I came here a little while ago, asking about a good place for muay thai, and i was unsuccessful in finding a good place to train where i live, but i think that MMA may be the next best thing for me. once again, here's the site that a posted a while ago, and i am asking you all to see if this is a good decision.
http://www.texasbrasa.com/schedule.php
I'm asking you to take a gander around the site, and see if it would be recommended to go here, and if the pricing seems too high or anything


----------



## PictonMA (Dec 15, 2009)

Don't know anything about these guys but there aren't any alarm bells that go off looking at the website.  I don't know the demographics of the area but anything in the neighbourhood of $100 / month isn't unreasonable for a full service facility with quality instruction, especially if there is more than one art you can train in with good instructors.
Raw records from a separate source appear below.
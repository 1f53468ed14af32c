//! Read-only DOM access used while wiring the page.
//!
//! The core never touches a live document. Hosts implement [`DomQuery`] (the wasm
//! adapter forwards to JS callbacks); [`StaticDom`] is an in-memory snapshot for
//! tests, fixtures and hosts that prefer to ship the relevant nodes as JSON.

use std::collections::BTreeMap;
use std::iter::Peekable;
use std::str::Chars;

use serde::{Deserialize, Serialize};

use crate::ids::ElementId;

pub trait DomQuery {
    /// All elements matching `selector`, in document order.
    fn query_all(&self, selector: &str) -> Vec<ElementId>;
    /// Descendants of `root` matching `selector`, in document order.
    fn query_within(&self, root: ElementId, selector: &str) -> Vec<ElementId>;
    fn attribute(&self, element: ElementId, name: &str) -> Option<String>;
    fn previous_sibling(&self, element: ElementId) -> Option<ElementId>;
    fn next_sibling(&self, element: ElementId) -> Option<ElementId>;

    fn query_first(&self, selector: &str) -> Option<ElementId> {
        self.query_all(selector).into_iter().next()
    }

    fn has_class(&self, element: ElementId, class: &str) -> bool {
        self.attribute(element, "class")
            .is_some_and(|c| c.split_whitespace().any(|c| c == class))
    }
}

#[derive(Clone, Debug, Default, PartialEq, Serialize, Deserialize)]
pub struct NodeSnapshot {
    pub id: ElementId,
    #[serde(default)]
    pub tag: String,
    #[serde(default)]
    pub classes: Vec<String>,
    #[serde(default)]
    pub attributes: BTreeMap<String, String>,
    #[serde(default)]
    pub parent: Option<ElementId>,
}

/// Snapshot of element nodes in document order.
#[derive(Clone, Debug, Default, PartialEq, Serialize, Deserialize)]
pub struct StaticDom {
    pub nodes: Vec<NodeSnapshot>,
}

impl StaticDom {
    pub fn new() -> Self {
        Self::default()
    }

    /// Append a node; ids are handed out in insertion (document) order.
    pub fn push(&mut self, tag: &str, classes: &[&str], parent: Option<ElementId>) -> ElementId {
        let id = ElementId(self.nodes.len() as u32);
        self.nodes.push(NodeSnapshot {
            id,
            tag: tag.to_string(),
            classes: classes.iter().map(|c| c.to_string()).collect(),
            attributes: BTreeMap::new(),
            parent,
        });
        id
    }

    pub fn set_attribute(&mut self, element: ElementId, name: &str, value: &str) {
        if let Some(node) = self.node_mut(element) {
            node.attributes.insert(name.to_string(), value.to_string());
        }
    }

    fn index_of(&self, element: ElementId) -> Option<usize> {
        self.nodes.iter().position(|n| n.id == element)
    }

    fn node(&self, element: ElementId) -> Option<&NodeSnapshot> {
        self.nodes.iter().find(|n| n.id == element)
    }

    fn node_mut(&mut self, element: ElementId) -> Option<&mut NodeSnapshot> {
        self.nodes.iter_mut().find(|n| n.id == element)
    }

    fn is_descendant(&self, node: &NodeSnapshot, root: ElementId) -> bool {
        let mut cur = node.parent;
        while let Some(p) = cur {
            if p == root {
                return true;
            }
            cur = self.node(p).and_then(|n| n.parent);
        }
        false
    }

    fn matches(&self, node: &NodeSnapshot, selector: &SelectorList) -> bool {
        selector
            .0
            .iter()
            .any(|complex| self.matches_complex(node, complex))
    }

    /// Right-to-left descendant matching; greedy ancestor search is exact for ` ` only.
    fn matches_complex(&self, node: &NodeSnapshot, complex: &[Compound]) -> bool {
        let Some((last, rest)) = complex.split_last() else {
            return false;
        };
        if !last.matches(node) {
            return false;
        }
        let mut remaining = rest.iter().rev().peekable();
        let mut cur = node.parent.and_then(|p| self.node(p));
        while let Some(anc) = cur {
            let Some(want) = remaining.peek() else {
                break;
            };
            if want.matches(anc) {
                remaining.next();
            }
            cur = anc.parent.and_then(|p| self.node(p));
        }
        remaining.peek().is_none()
    }

    fn select(&self, selector: &str, keep: impl Fn(&NodeSnapshot) -> bool) -> Vec<ElementId> {
        let Some(list) = SelectorList::parse(selector) else {
            log::debug!("unsupported selector '{selector}'");
            return Vec::new();
        };
        self.nodes
            .iter()
            .filter(|n| keep(n) && self.matches(n, &list))
            .map(|n| n.id)
            .collect()
    }
}

impl DomQuery for StaticDom {
    fn query_all(&self, selector: &str) -> Vec<ElementId> {
        self.select(selector, |_| true)
    }

    fn query_within(&self, root: ElementId, selector: &str) -> Vec<ElementId> {
        self.select(selector, |n| self.is_descendant(n, root))
    }

    fn attribute(&self, element: ElementId, name: &str) -> Option<String> {
        let node = self.node(element)?;
        match name {
            "class" => Some(node.classes.join(" ")),
            _ => node.attributes.get(name).cloned(),
        }
    }

    fn previous_sibling(&self, element: ElementId) -> Option<ElementId> {
        let idx = self.index_of(element)?;
        let parent = self.nodes[idx].parent;
        self.nodes[..idx]
            .iter()
            .rev()
            .find(|n| n.parent == parent)
            .map(|n| n.id)
    }

    fn next_sibling(&self, element: ElementId) -> Option<ElementId> {
        let idx = self.index_of(element)?;
        let parent = self.nodes[idx].parent;
        self.nodes[idx + 1..]
            .iter()
            .find(|n| n.parent == parent)
            .map(|n| n.id)
    }
}

#[derive(Clone, Debug, PartialEq)]
enum AttrOp {
    Exists,
    Equals(String),
    Prefix(String),
}

#[derive(Clone, Debug, Default, PartialEq)]
struct Compound {
    tag: Option<String>,
    id: Option<String>,
    classes: Vec<String>,
    attrs: Vec<(String, AttrOp)>,
}

impl Compound {
    fn matches(&self, node: &NodeSnapshot) -> bool {
        if let Some(tag) = &self.tag {
            if !node.tag.eq_ignore_ascii_case(tag) {
                return false;
            }
        }
        if let Some(id) = &self.id {
            if node.attributes.get("id") != Some(id) {
                return false;
            }
        }
        if !self.classes.iter().all(|c| node.classes.contains(c)) {
            return false;
        }
        self.attrs.iter().all(|(name, op)| {
            let value = node.attributes.get(name);
            match op {
                AttrOp::Exists => value.is_some(),
                AttrOp::Equals(v) => value == Some(v),
                AttrOp::Prefix(p) => value.is_some_and(|v| v.starts_with(p.as_str())),
            }
        })
    }
}

/// Comma-separated list of descendant chains of compound selectors.
#[derive(Clone, Debug, PartialEq)]
struct SelectorList(Vec<Vec<Compound>>);

fn is_ident(c: char) -> bool {
    c.is_ascii_alphanumeric() || c == '-' || c == '_'
}

impl SelectorList {
    fn parse(input: &str) -> Option<Self> {
        let mut list = Vec::new();
        for part in split_outside_brackets(input, |c| c == ',') {
            let chain = split_outside_brackets(part, char::is_whitespace)
                .into_iter()
                .filter(|s| !s.is_empty())
                .map(parse_compound)
                .collect::<Option<Vec<_>>>()?;
            if chain.is_empty() {
                return None;
            }
            list.push(chain);
        }
        if list.is_empty() {
            None
        } else {
            Some(Self(list))
        }
    }
}

fn split_outside_brackets(input: &str, sep: impl Fn(char) -> bool) -> Vec<&str> {
    let mut out = Vec::new();
    let mut depth = 0usize;
    let mut quote: Option<char> = None;
    let mut start = 0usize;
    for (i, c) in input.char_indices() {
        match (quote, c) {
            (Some(q), c) if c == q => quote = None,
            (Some(_), _) => {}
            (None, '"' | '\'') => quote = Some(c),
            (None, '[') => depth += 1,
            (None, ']') => depth = depth.saturating_sub(1),
            (None, c) if depth == 0 && sep(c) => {
                out.push(input[start..i].trim());
                start = i + c.len_utf8();
            }
            _ => {}
        }
    }
    out.push(input[start..].trim());
    out
}

fn take_ident(chars: &mut Peekable<Chars<'_>>) -> String {
    let mut s = String::new();
    while let Some(&c) = chars.peek() {
        if !is_ident(c) {
            break;
        }
        s.push(c);
        chars.next();
    }
    s
}

fn parse_compound(input: &str) -> Option<Compound> {
    let mut out = Compound::default();
    let mut chars = input.chars().peekable();

    if chars.peek().copied().is_some_and(is_ident) {
        out.tag = Some(take_ident(&mut chars));
    } else if chars.peek() == Some(&'*') {
        chars.next();
    }

    while let Some(c) = chars.next() {
        match c {
            '.' => {
                let name = take_ident(&mut chars);
                if name.is_empty() {
                    return None;
                }
                out.classes.push(name);
            }
            '#' => {
                let name = take_ident(&mut chars);
                if name.is_empty() {
                    return None;
                }
                out.id = Some(name);
            }
            '[' => {
                let mut body = String::new();
                let mut quote: Option<char> = None;
                loop {
                    let c = chars.next()?;
                    match (quote, c) {
                        (None, ']') => break,
                        (Some(q), c) if c == q => quote = None,
                        (None, '"' | '\'') => quote = Some(c),
                        _ => body.push(c),
                    }
                }
                out.attrs.push(parse_attr(&body)?);
            }
            _ => return None,
        }
    }
    Some(out)
}

fn parse_attr(body: &str) -> Option<(String, AttrOp)> {
    if let Some((name, value)) = body.split_once("^=") {
        return Some((name.trim().to_string(), AttrOp::Prefix(value.to_string())));
    }
    if let Some((name, value)) = body.split_once('=') {
        return Some((name.trim().to_string(), AttrOp::Equals(value.to_string())));
    }
    let name = body.trim();
    if name.is_empty() || !name.chars().all(is_ident) {
        return None;
    }
    Some((name.to_string(), AttrOp::Exists))
}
Go check it out, see if you can try a class or two (free or paid drop in) - the vibe you get from your first interactions should be a good indication of whether or not it's the place for you.


----------



## Steve (Dec 15, 2009)

Looks like a good school.  It looks like the BJJ is taught by purple belts, but the head grappling instructor also holds a black belt in Judo.  Rodrigo Leite Medeiros and Felipe Costa are very big names in BJJ.  They're affiliiated with Brasa, which is a known organization.    I don't know any of these particular guys and have never heard of them, but that means very little. 


I'd go check them out. 

Also, $100 doesn't seem unreasonable to me for unlimited classes.  If the quality of instruction is high, you LIKE the people in the school and you're getting what you need, the price seems very fair.


----------